◆ Data section:
★ ★ ★ ★ ★ ★ ★

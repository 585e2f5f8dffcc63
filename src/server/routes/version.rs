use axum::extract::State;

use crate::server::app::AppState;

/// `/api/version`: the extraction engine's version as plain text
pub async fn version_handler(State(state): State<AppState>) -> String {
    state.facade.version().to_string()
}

★ ★ ★ ★ ★ ★ ★

◆ Exercise aim: Please be sure to repeat every entry exactly.

◆ Solution for this task:
repository 585e2f5f8dffcc63
filename src/server/routes/version.rs
use axum::extract::State;

use crate::server::app::AppState;

/// `/api/version`: the extraction engine's version as plain text
pub async fn version_handler(State(state): State<AppState>) -> String {
    state.facade.version().to_string()
}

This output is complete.